«Je n’ai jamais cru que les hommes et les femmes étaient vertueux. Je n’ai jamais cru à la morale universelle imposée, je n’ai jamais cru à la vertu individuelle. Parce que je sais qu’il y a des faiblesses partout. Et que, si on examinait le parcours de chacun d’entre nous au microscope, peut-être trouverait-on que c’est un peu cruel. » À qui François Bayrou faisait-il allusion, le 1er juin, lors de la conférence de presse de présentation de la loi pour redonner confiance dans l’action publique (nouveau nom de la loi sur la moralisation de la vie politique) ? Sur le coup, on a pensé à Richard Ferrand. Le matin même, le parquet de Brest avait ouvert une enquête préliminaire concernant les montages immobiliers du ministre de la Cohésion des territoires et de sa compagne. Mais quelques jours plus tard, le parquet de Paris a annoncé qu’il allait enquêter sur le Modem et vérifier les accusations d’emploi irrégulier d’assistants parlementaires européens. La phrase du président de la formation centriste a alors pris un nouveau sens. Et si François Bayrou avait en fait parlé de lui-même ?
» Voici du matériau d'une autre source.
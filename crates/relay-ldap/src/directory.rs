//! Directory transport.
//!
//! [`Directory`] is the seam between the query engine and the network
//! client. [`Ldap3Directory`] talks to a real server through `ldap3`;
//! [`MemoryDirectory`](crate::memory::MemoryDirectory) serves tests and demos.

use async_trait::async_trait;
use ldap3::adapters::{Adapter, EntriesOnly, PagedResults};
use ldap3::{
    Ldap, LdapConnAsync, LdapConnSettings, Scope, SearchEntry, SearchOptions, SearchStream,
};

use crate::config::{ConnectionConfig, TlsMode};
use crate::entry::LdapEntry;
use crate::error::{LdapError, LdapResult};
use crate::query::LdapFilter;

/// A subtree search.
#[derive(Debug, Clone, PartialEq, Eq)]
pub struct SearchRequest {
    /// Search base DN.
    pub base: String,
    /// Compiled filter.
    pub filter: LdapFilter,
    /// Server-side page size (paged results control), `None` to let the
    /// server stream everything in one response.
    pub page_size: Option<usize>,
    /// Maximum number of entries the server should return.
    pub size_limit: Option<usize>,
}

/// Entries of a running search, pulled one at a time.
#[async_trait]
pub trait EntryStream: Send {
    /// Next entry, or `None` once the search is complete.
    async fn next_entry(&mut self) -> LdapResult<Option<LdapEntry>>;

    /// Stops the search before it is exhausted. No-op after completion.
    async fn abandon(&mut self) -> LdapResult<()>;
}

/// One session with a directory server.
#[async_trait]
pub trait Directory: Send {
    /// Returns true once [`connect`](Directory::connect) succeeded and no
    /// transport failure happened since.
    fn is_connected(&self) -> bool;

    /// Opens and binds the session.
    async fn connect(&mut self) -> LdapResult<()>;

    /// Starts a search on the connected session.
    async fn search<'a>(&'a mut self, request: SearchRequest)
        -> LdapResult<Box<dyn EntryStream + 'a>>;
}

/// Creates unconnected sessions for connection configs.
pub trait DirectoryConnector: Send + Sync {
    /// Returns a new, not yet connected session for `config`.
    fn open(&self, config: &ConnectionConfig) -> Box<dyn Directory>;
}

// ============================================================================
// ldap3 transport
// ============================================================================

/// Connector producing [`Ldap3Directory`] sessions.
#[derive(Debug, Default, Clone, Copy)]
pub struct Ldap3Connector;

impl DirectoryConnector for Ldap3Connector {
    fn open(&self, config: &ConnectionConfig) -> Box<dyn Directory> {
        Box::new(Ldap3Directory::new(config.clone()))
    }
}

/// Session with a directory server over `ldap3`.
pub struct Ldap3Directory {
    config: ConnectionConfig,
    ldap: Option<Ldap>,
}

impl Ldap3Directory {
    /// Creates an unconnected session.
    #[must_use]
    pub const fn new(config: ConnectionConfig) -> Self {
        Self { config, ldap: None }
    }
}

#[async_trait]
impl Directory for Ldap3Directory {
    fn is_connected(&self) -> bool {
        self.ldap.is_some()
    }

    async fn connect(&mut self) -> LdapResult<()> {
        let transport = self.config.transport();
        let mut settings =
            LdapConnSettings::new().set_starttls(transport.tls == TlsMode::StartTls);
        if let Some(timeout) = self.config.connect_timeout() {
            settings = settings.set_conn_timeout(timeout);
        }

        let (conn, mut ldap) = LdapConnAsync::with_settings(settings, &transport.url)
            .await
            .map_err(|e| LdapError::connection(format!("{}: {e}", transport.url)))?;

        let identifier = self.config.identifier.clone();
        tokio::spawn(async move {
            if let Err(e) = conn.drive().await {
                tracing::warn!(connection = %identifier, error = %e, "LDAP connection driver error");
            }
        });

        if !self.config.username.is_empty() {
            ldap.simple_bind(&self.config.username, &self.config.password)
                .await?
                .success()
                .map_err(|e| LdapError::connection(format!("bind failed: {e}")))?;
        }

        tracing::debug!(
            connection = %self.config.identifier,
            url = %transport.url,
            "LDAP session established"
        );
        self.ldap = Some(ldap);
        Ok(())
    }

    async fn search<'a>(
        &'a mut self,
        request: SearchRequest,
    ) -> LdapResult<Box<dyn EntryStream + 'a>> {
        let ldap = self
            .ldap
            .as_mut()
            .ok_or_else(|| LdapError::connection("session is not connected"))?;

        let mut adapters: Vec<Box<dyn Adapter<'static, String, Vec<String>>>> =
            vec![Box::new(EntriesOnly::new())];
        if let Some(size) = request.page_size {
            let size = i32::try_from(size).unwrap_or(i32::MAX);
            adapters.push(Box::new(PagedResults::new(size)));
        }

        if let Some(limit) = request.size_limit {
            let limit = i32::try_from(limit).unwrap_or(i32::MAX);
            ldap.with_search_options(SearchOptions::new().sizelimit(limit));
        }

        let filter = request.filter.to_string();
        tracing::trace!(base = %request.base, %filter, "LDAP search");

        let result = ldap
            .streaming_search_with(
                adapters,
                &request.base,
                Scope::Subtree,
                &filter,
                vec!["*".to_string()],
            )
            .await;
        match result {
            Ok(stream) => Ok(Box::new(Ldap3Stream {
                stream,
                session: &mut self.ldap,
                done: false,
            })),
            Err(e) => {
                if is_transport_error(&e) {
                    self.ldap = None;
                }
                Err(e.into())
            }
        }
    }
}

/// Errors after which the session can no longer be trusted. Filter parse
/// failures and server result codes leave it usable.
fn is_transport_error(err: &ldap3::LdapError) -> bool {
    !matches!(
        err,
        ldap3::LdapError::FilterParsing
            | ldap3::LdapError::LdapResult { .. }
            | ldap3::LdapError::AdapterInit(_)
    )
}

struct Ldap3Stream<'a> {
    stream: SearchStream<'static, String, Vec<String>>,
    session: &'a mut Option<Ldap>,
    done: bool,
}

impl Ldap3Stream<'_> {
    fn fail(&mut self, err: ldap3::LdapError) -> LdapError {
        self.done = true;
        if is_transport_error(&err) {
            *self.session = None;
        }
        err.into()
    }
}

#[async_trait]
impl EntryStream for Ldap3Stream<'_> {
    async fn next_entry(&mut self) -> LdapResult<Option<LdapEntry>> {
        if self.done {
            return Ok(None);
        }
        match self.stream.next().await {
            Ok(Some(entry)) => Ok(Some(LdapEntry::from_search_entry(SearchEntry::construct(
                entry,
            )))),
            Ok(None) => {
                self.done = true;
                self.stream
                    .finish()
                    .await
                    .success()
                    .map_err(|e| LdapError::connection(format!("search failed: {e}")))?;
                Ok(None)
            }
            Err(e) => Err(self.fail(e)),
        }
    }

    async fn abandon(&mut self) -> LdapResult<()> {
        if self.done {
            return Ok(());
        }
        self.done = true;
        let handle = self.stream.ldap_handle();
        let msgid = handle.last_id();
        handle.abandon(msgid).await.map_err(|e| self.fail(e))
    }
}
Examinons donc le parcours de François Bayrou au regard de son image de chevalier blanc de la politique. D’abord parce que la personnalité du garde des Sceaux est déterminante pour comprendre ce qu’il y a dans le projet de loi « confiance ». Ensuite pour expliquer un paradoxe. Alors que, depuis cette conférence de presse, les révélations s’enchaînent sur la manière dont le Modem rémunérait ses salariés avec l’argent du Parlement européen, son président ne semble pas déstabilisé. Cette semaine encore, Le Canard enchaîné publie un témoignage qui met en cause la secrétaire personnelle de François Bayrou, payée par Bruxelles mais qui n’aurait pas travaillé pour l’Europe. Sans que cela n’empêche l’intéressé de truster les médias pour affirmer que son parti n’a commis aucune irrégularité et, le même jour, présenter en conseil des ministre son texte visant à moraliser la vie publique, tout en tenant tête au Premier ministre. Mardi, Édouard Philippe avait en effet recadré François Bayrou pour avoir fait pression sur des journalistes de Radio France qui enquêtaient sur l’affaire des assistants parlementaires. Bayrou lui a répondu que « chaque fois qu’il y aura quelque chose à dire », il « le dira ».
Cette image de moralisateur, François Bayrou ne l’a pas toujours eue. Âgé de 66 ans, l’homme a une longue, une très longue carrière politique derrière lui.